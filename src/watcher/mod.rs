//! 后台循环 - agent 活动监控、游戏状态检测、pane 守护

pub mod activity;
pub mod game;
pub mod signal;
pub mod supervisor;

pub use activity::{ActivityMonitor, MonitorState, StateObserver, IDLE_GRACE_PERIOD};
pub use game::{detect_game, sync_game_status};
pub use signal::StopSignal;
pub use supervisor::{
    AgentLaunch, FatalHandler, PaneSupervisor, PaneWatchdog, SupervisorVerdict,
    MAX_RELAUNCH_FAILURES,
};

· · · ·

→ **WHAT IS EXPECTED**: Count the lines of the material that contain the word "signal" and state the resulting number without further remark.

→ **RESPONSE BOX**: 2